The Nginx community is relatively inactive, limiting collaborative development.
Choosing to Build Our Own
Cloudflare evaluated three options: continue investing in Nginx customizations, migrate to a third‑party proxy like Envoy, or build an internal platform from scratch. Over several years, the path of least resistance was to keep enhancing Nginx, but in some cases the ROI of a custom proxy became compelling.
Ultimately, they decided to design a new proxy tailored to Cloudflare’s scale and use cases.
2 Pingora Project
Design Decisions
Pingora is written in Rust to achieve C‑level performance with memory safety.

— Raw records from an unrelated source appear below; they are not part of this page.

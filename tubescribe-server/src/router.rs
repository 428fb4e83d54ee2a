use axum::Router;
use axum::routing::{get, post};
use tower_http::cors::{Any, CorsLayer};
use tower_http::trace::{DefaultMakeSpan, DefaultOnResponse, TraceLayer};
use tracing::Level;

use crate::handlers::{health_handler, transcribe_handler};
use crate::ports::{MediaFetcher, SpeechToText};
use crate::state::AppState;

pub fn create_router<F, S>(state: AppState<F, S>) -> Router
where
    F: MediaFetcher,
    S: SpeechToText,
{
    let cors = CorsLayer::new()
        .allow_origin(Any)
        .allow_methods(Any)
        .allow_headers(Any);

    let trace_layer = TraceLayer::new_for_http()
        .make_span_with(DefaultMakeSpan::new().level(Level::INFO))
        .on_response(DefaultOnResponse::new().level(Level::INFO));

    Router::new()
        .route("/health", get(health_handler))
        .route("/api/transcribe", post(transcribe_handler::<F, S>))
        .layer(trace_layer)
        .layer(cors)
        .with_state(state)
}
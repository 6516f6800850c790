//! rstatsd - in-process runtime telemetry daemon.
//!
//! Samples process-level runtime metrics (thread count, heap and stack
//! memory) on an interval and ships each reading as a statsd gauge over
//! UDP. On shutdown every gauge is sent a final zero so dashboards do
//! not freeze at the last live value.

use tikv_jemallocator::Jemalloc;
#[global_allocator]
static GLOBAL: Jemalloc = Jemalloc;

use std::sync::mpsc;
use std::time::Duration;

use clap::Parser;
use tracing::{Level, error, info, warn};
use tracing_subscriber::EnvFilter;

use rstats_core::collector::{Collector, CollectorConfig, RealFs, SystemSampler};

mod statsd;
use statsd::StatsdSink;

/// In-process runtime telemetry daemon.
#[derive(Parser)]
#[command(name = "rstatsd", about = "Process runtime telemetry daemon", version)]
struct Args {
    /// statsd host:port to send gauges to.
    #[arg(short, long, default_value = "localhost:8125")]
    endpoint: String,

    /// Metric key prefix. An empty prefix selects the default "go".
    #[arg(short, long, default_value = "pillar")]
    prefix: String,

    /// Sample interval in seconds.
    #[arg(short, long, default_value = "1", value_parser = clap::value_parser!(u64).range(1..))]
    interval: u64,

    /// Collect CPU statistics. Disable with --cpu=false.
    #[arg(long, default_value_t = true, action = clap::ArgAction::Set)]
    cpu: bool,

    /// Collect memory statistics. Disable with --mem=false.
    #[arg(long, default_value_t = true, action = clap::ArgAction::Set)]
    mem: bool,

    /// Collect GC statistics. Only takes effect while --mem is enabled.
    #[arg(long, default_value_t = true, action = clap::ArgAction::Set)]
    gc: bool,

    /// Increase logging verbosity (-v for debug, -vv for trace). Default is info level.
    #[arg(short, long, action = clap::ArgAction::Count)]
    verbose: u8,

    /// Quiet mode - only show errors.
    #[arg(short, long)]
    quiet: bool,
}

/// Initializes the tracing subscriber with the appropriate log level.
/// Default level is INFO. Use -q for quiet mode (errors only).
fn init_logging(verbose: u8, quiet: bool) {
    let level = if quiet {
        Level::ERROR
    } else {
        match verbose {
            0 => Level::INFO,
            1 => Level::DEBUG,
            _ => Level::TRACE,
        }
    };

    let filter = EnvFilter::from_default_env()
        .add_directive(format!("rstatsd={}", level).parse().unwrap())
        .add_directive(format!("rstats_core={}", level).parse().unwrap());

    tracing_subscriber::fmt()
        .with_env_filter(filter)
        .with_target(false)
        .init();
}

fn main() {
    let args = Args::parse();

    init_logging(args.verbose, args.quiet);

    info!("rstatsd {} starting", env!("CARGO_PKG_VERSION"));

    // Surface a dead endpoint before the loop starts; everything after
    // this point is fire-and-forget.
    let sink = match StatsdSink::dial(&args.endpoint, &args.prefix) {
        Ok(sink) => sink,
        Err(e) => {
            error!("Cannot open statsd socket for {}: {}", args.endpoint, e);
            std::process::exit(1);
        }
    };

    info!(
        "Config: endpoint={}, prefix={}, interval={}s, cpu={}, mem={}, gc={}",
        args.endpoint,
        sink.prefix(),
        args.interval,
        args.cpu,
        args.mem,
        args.gc
    );
    if args.gc && !args.mem {
        warn!("GC statistics require --mem; no mem.gc.* gauges will be emitted");
    }

    let config = CollectorConfig {
        interval: Duration::from_secs(args.interval),
        enable_cpu: args.cpu,
        enable_mem: args.mem,
        enable_gc: args.gc,
    };

    // Keep a sender alive in main so a failed handler registration does
    // not tear the loop down through a disconnected channel.
    let (shutdown_tx, shutdown_rx) = mpsc::channel();
    let handler_tx = shutdown_tx.clone();
    if let Err(e) = ctrlc::set_handler(move || {
        info!("Received shutdown signal");
        let _ = handler_tx.send(());
    }) {
        warn!("Failed to set Ctrl-C handler: {}", e);
    }

    let sampler = SystemSampler::new(RealFs::new(), "/proc");
    let collector = Collector::new(sampler, sink).with_config(config);

    info!("Starting collection loop");
    collector.run(shutdown_rx);
    drop(shutdown_tx);

    info!("Shutdown complete, gauges zeroed");
}
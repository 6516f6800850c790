//! In-memory test doubles: a mock procfs and a fixed-sample sampler.
//!
//! `MockFs` simulates the `/proc` filesystem in memory so sampler tests
//! run on any platform; `MockSampler` returns fixed synthetic samples so
//! collector tests are fully deterministic.

use std::collections::HashMap;
use std::io;
use std::path::{Path, PathBuf};

use crate::collector::sample::{CpuSample, MemorySample};
use crate::collector::sampler::RuntimeSampler;
use crate::collector::traits::FileSystem;

/// In-memory filesystem for testing.
#[derive(Debug, Clone, Default)]
pub struct MockFs {
    /// Map from path to file contents.
    files: HashMap<PathBuf, String>,
}

impl MockFs {
    /// Creates a new empty mock filesystem.
    pub fn new() -> Self {
        Self::default()
    }

    /// Adds a file with the given content.
    pub fn add_file(&mut self, path: impl AsRef<Path>, content: impl Into<String>) {
        self.files.insert(path.as_ref().to_path_buf(), content.into());
    }

    /// A steady single-purpose process: 8 threads, modest memory.
    pub fn steady_process() -> Self {
        let mut fs = Self::new();
        fs.add_file(
            "/proc/self/status",
            "\
Name:\trstatsd
Pid:\t4242
PPid:\t1
Threads:\t8
VmPeak:\t   30000 kB
VmSize:\t   25000 kB
VmRSS:\t    8000 kB
VmData:\t    2000 kB
VmStk:\t     136 kB
voluntary_ctxt_switches:\t500
",
        );
        fs
    }
}

impl FileSystem for MockFs {
    fn read_to_string(&self, path: &Path) -> io::Result<String> {
        self.files.get(path).cloned().ok_or_else(|| {
            io::Error::new(
                io::ErrorKind::NotFound,
                format!("mock file not found: {}", path.display()),
            )
        })
    }
}

/// Sampler returning fixed samples.
#[derive(Debug, Clone, Default)]
pub struct MockSampler {
    pub cpu: CpuSample,
    pub memory: MemorySample,
}

impl MockSampler {
    /// Creates a sampler that always returns the given samples.
    pub fn new(cpu: CpuSample, memory: MemorySample) -> Self {
        Self { cpu, memory }
    }

    /// A busy process with every field nonzero, including the pause ring.
    pub fn busy_process() -> Self {
        let mut pause_ns = [0u64; crate::collector::sample::PAUSE_RING_LEN];
        pause_ns[0] = 60_000;
        pause_ns[1] = 96_000;
        pause_ns[2] = 84_000; // most recent completed cycle

        let memory = MemorySample {
            sys: 71_893_240,
            lookups: 1,
            other_sys: 1_030_028,
            alloc: 2_617_248,
            total_alloc: 8_225_912,
            mallocs: 21_326,
            frees: 14_712,
            heap_alloc: 2_617_248,
            heap_sys: 66_781_184,
            heap_idle: 62_521_344,
            heap_inuse: 4_259_840,
            heap_released: 32_768,
            heap_objects: 6_614,
            stack_sys: 655_360,
            stack_inuse: 655_360,
            mspan_inuse: 50_112,
            mspan_sys: 65_536,
            mcache_inuse: 6_912,
            mcache_sys: 16_384,
            gc_sys: 2_240_512,
            next_gc: 4_194_304,
            last_gc: 1_546_300_800_000_000_000,
            pause_total_ns: 240_000,
            pause_ns,
            num_gc: 3,
        };

        Self {
            cpu: CpuSample {
                threads: 12,
                ffi_calls: 7,
            },
            memory,
        }
    }
}

impl RuntimeSampler for MockSampler {
    fn cpu(&self) -> CpuSample {
        self.cpu
    }

    fn memory(&self) -> MemorySample {
        self.memory
    }
}

#[cfg(test)]
mod tests {
    use super::*;

    #[test]
    fn mock_fs_returns_added_files() {
        let mut fs = MockFs::new();
        fs.add_file("/proc/self/status", "Threads:\t4\n");
        assert_eq!(
            fs.read_to_string(Path::new("/proc/self/status")).unwrap(),
            "Threads:\t4\n"
        );
        assert!(fs.read_to_string(Path::new("/proc/missing")).is_err());
    }

    #[test]
    fn busy_process_pause_ring_matches_cycle_count() {
        let sampler = MockSampler::busy_process();
        let memory = sampler.memory();
        assert_eq!(memory.num_gc, 3);
        assert_eq!(memory.last_pause_ns(), 84_000);
    }
}
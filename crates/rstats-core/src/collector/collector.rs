//! The collector: periodic sampling of process runtime state, emitted as
//! named gauges.
//!
//! The emitted key taxonomy (`cpu.NumGoroutine`, `mem.heap.Alloc`, ...)
//! is kept wire-compatible with the gostats collector so existing statsd
//! dashboards keep working unchanged. Keys are a stable contract; do not
//! rename them.

use std::sync::mpsc::{Receiver, RecvTimeoutError};
use std::time::Duration;

use tracing::debug;

use crate::collector::sample::{CpuSample, MemorySample};
use crate::collector::sampler::RuntimeSampler;
use crate::sink::GaugeSink;

/// Configuration for a [`Collector`].
///
/// Owned exclusively by the collector and fixed once `run` is called.
#[derive(Debug, Clone, PartialEq, Eq)]
pub struct CollectorConfig {
    /// Interval between emission passes. Defaults to 1 second.
    pub interval: Duration,
    /// Emit the `cpu.*` family. Defaults to true.
    pub enable_cpu: bool,
    /// Emit the `mem.sys/com/heap/stack.*` families. Defaults to true.
    pub enable_mem: bool,
    /// Emit the `mem.gc.*` family. Takes effect only while `enable_mem`
    /// is also set; without it the toggle is a silent no-op. Defaults to
    /// true.
    pub enable_gc: bool,
}

impl Default for CollectorConfig {
    fn default() -> Self {
        Self {
            interval: Duration::from_secs(1),
            enable_cpu: true,
            enable_mem: true,
            enable_gc: true,
        }
    }
}

/// Periodically samples the runtime and reports every enabled family to
/// a [`GaugeSink`].
///
/// One collector drives one activation: `run` consumes the instance, so
/// the created → running → stopped lifecycle cannot be re-entered. Run
/// at most one collector per process, or downstream gauges will be fed
/// by conflicting streams; the composition root is expected to enforce
/// this.
pub struct Collector<R: RuntimeSampler, G: GaugeSink> {
    config: CollectorConfig,
    sampler: R,
    sink: G,
}

impl<R: RuntimeSampler, G: GaugeSink> Collector<R, G> {
    /// Creates a collector with default configuration.
    pub fn new(sampler: R, sink: G) -> Self {
        Self {
            config: CollectorConfig::default(),
            sampler,
            sink,
        }
    }

    /// Replaces the configuration. Only callable before `run`, which the
    /// by-value receiver chain enforces.
    pub fn with_config(mut self, config: CollectorConfig) -> Self {
        self.config = config;
        self
    }

    pub fn config(&self) -> &CollectorConfig {
        &self.config
    }

    /// Runs the sampling loop until `shutdown` receives a message or its
    /// sender is dropped.
    ///
    /// One pass is emitted immediately so the first data point does not
    /// wait a full interval, then one pass per interval. Between passes
    /// the loop blocks on whichever of {shutdown, interval} is ready
    /// first. On shutdown, every key a normal pass emits is re-emitted
    /// once with value 0 so downstream dashboards do not freeze at the
    /// last live reading; nothing is emitted after that.
    pub fn run(self, shutdown: Receiver<()>) {
        debug!(interval = ?self.config.interval, "collector started");
        self.emit_stats();

        loop {
            match shutdown.recv_timeout(self.config.interval) {
                Err(RecvTimeoutError::Timeout) => self.emit_stats(),
                Ok(()) | Err(RecvTimeoutError::Disconnected) => break,
            }
        }

        self.zero_stats();
        debug!("collector stopped, gauges zeroed");
    }

    /// One emission pass over the enabled families.
    ///
    /// All memory-derived keys of a pass come from a single snapshot so
    /// the numbers reported together are internally consistent; the GC
    /// family shares the memory family's snapshot and is never sampled
    /// on its own.
    fn emit_stats(&self) {
        if self.config.enable_cpu {
            self.emit_cpu_stats(&self.sampler.cpu());
        }
        if self.config.enable_mem {
            let m = self.sampler.memory();
            self.emit_mem_stats(&m);
            if self.config.enable_gc {
                self.emit_gc_stats(&m);
            }
        }
    }

    /// Re-emits every enabled key from zero-default samples, regardless
    /// of live runtime state. Gauges persist at their last value on the
    /// backend; zeroing on shutdown keeps them from reading stale.
    fn zero_stats(&self) {
        if self.config.enable_cpu {
            self.emit_cpu_stats(&CpuSample::default());
        }
        if self.config.enable_mem {
            let m = MemorySample::default();
            self.emit_mem_stats(&m);
            if self.config.enable_gc {
                self.emit_gc_stats(&m);
            }
        }
    }

    fn emit_cpu_stats(&self, s: &CpuSample) {
        self.sink.gauge("cpu.NumGoroutine", s.threads);
        self.sink.gauge("cpu.NumCgoCall", s.ffi_calls);
    }

    fn emit_mem_stats(&self, m: &MemorySample) {
        // sys
        self.sink.gauge("mem.sys.Sys", m.sys);
        self.sink.gauge("mem.sys.Lookups", m.lookups);
        self.sink.gauge("mem.sys.OtherSys", m.other_sys);

        // common rollup, duplicated under operator-friendly names
        self.sink.gauge("mem.com.Total_VM_Bytes_Reserved", m.sys);
        self.sink.gauge("mem.com.Live_Heap_Bytes_Allocated", m.alloc);
        self.sink
            .gauge("mem.com.Cumulative_Heap_Bytes_Allocated", m.total_alloc);
        self.sink.gauge("mem.com.Total_Stack_Allocation", m.stack_sys);
        self.sink.gauge("mem.com.Other_Bytes_Allocation", m.other_sys);

        // heap
        self.sink.gauge("mem.heap.Alloc", m.alloc);
        self.sink.gauge("mem.heap.TotalAlloc", m.total_alloc);
        self.sink.gauge("mem.heap.Mallocs", m.mallocs);
        self.sink.gauge("mem.heap.Frees", m.frees);
        self.sink.gauge("mem.heap.HeapAlloc", m.heap_alloc);
        self.sink.gauge("mem.heap.HeapSys", m.heap_sys);
        self.sink.gauge("mem.heap.HeapIdle", m.heap_idle);
        self.sink.gauge("mem.heap.HeapInuse", m.heap_inuse);
        self.sink.gauge("mem.heap.HeapReleased", m.heap_released);
        self.sink.gauge("mem.heap.HeapObjects", m.heap_objects);

        // stack and span metadata
        self.sink.gauge("mem.stack.StackSys", m.stack_sys);
        self.sink.gauge("mem.stack.StackInuse", m.stack_inuse);
        self.sink.gauge("mem.stack.MSpanInuse", m.mspan_inuse);
        self.sink.gauge("mem.stack.MSpanSys", m.mspan_sys);
        self.sink.gauge("mem.stack.MCacheInuse", m.mcache_inuse);
        self.sink.gauge("mem.stack.MCacheSys", m.mcache_sys);
    }

    fn emit_gc_stats(&self, m: &MemorySample) {
        self.sink.gauge("mem.gc.GCSys", m.gc_sys);
        self.sink.gauge("mem.gc.NextGC", m.next_gc);
        self.sink.gauge("mem.gc.LastGC", m.last_gc);
        self.sink.gauge("mem.gc.PauseTotalNs", m.pause_total_ns);
        self.sink.gauge("mem.gc.Pause", m.last_pause_ns());
        self.sink.gauge("mem.gc.NumGC", u64::from(m.num_gc));
    }
}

Instead of using existing HTTP libraries such as hyper, Cloudflare built its own library to maximize flexibility and enable rapid innovation.
The proxy must handle many non‑standard, RFC‑non‑compliant HTTP traffic, requiring a tolerant and customizable HTTP stack.
To support unconventional status codes (e.g., 599‑999), Cloudflare contributed changes upstream to hyper.
Pingora uses a multithreaded model with Tokio for asynchronous I/O, allowing easy sharing of resources like connection pools and implementing work‑stealing to avoid performance bottlenecks.
The design includes a programmable request‑lifecycle API similar to Nginx/OpenResty, letting developers write filters that can modify or reject requests, facilitating a smooth transition for engineers familiar with Nginx.
3 Pingora Is Faster in Production
Pingora now handles the majority of HTTP traffic that interacts with origin servers, collecting extensive performance data.
Median TTFB improved by 5 ms and the 95th percentile by 80 ms, not because the code runs faster per request, but because the new architecture shares connections across all threads, improving reuse and reducing handshake overhead.
Pingora creates only one‑third as many new connections as the legacy service; for a major client, connection‑reuse rose from 87.1 % to 99.92 %, cutting new connections by a factor of 160 and saving roughly 434 years of handshake time per day.
New features such as HTTP/2 upstream support and, subsequently, gRPC became easy to add, whereas implementing them in Nginx would require substantial engineering effort.
Cache Reserve, which uses R2 storage as a cache layer, is another capability enabled by Pingora.
More Efficient
Under the same traffic load, Pingora consumes about 70 % less CPU and 67 % less memory than the previous service.
Rust code runs more efficiently than the prior Lua implementation, and the architecture avoids costly string copying and garbage collection present in Nginx/OpenResty.
The multithreaded model enables direct atomic reference‑counted sharing of data, eliminating mutex‑protected shared memory used by Nginx.
Reduced new‑connection creation also lowers TLS handshake costs.
More Secure
Rust’s memory‑safety guarantees protect Pingora from undefined behavior, allowing rapid feature development without the risk of memory‑related crashes.
Since its launch, Pingora has processed trillions of requests without a single crash caused by its own code.
When rare crashes have occurred, they were traced to kernel bugs or hardware issues, not to Pingora itself.
4 Summary
In summary, Cloudflare has built a faster, more efficient, and more versatile internal proxy that serves as a foundation for current and future products.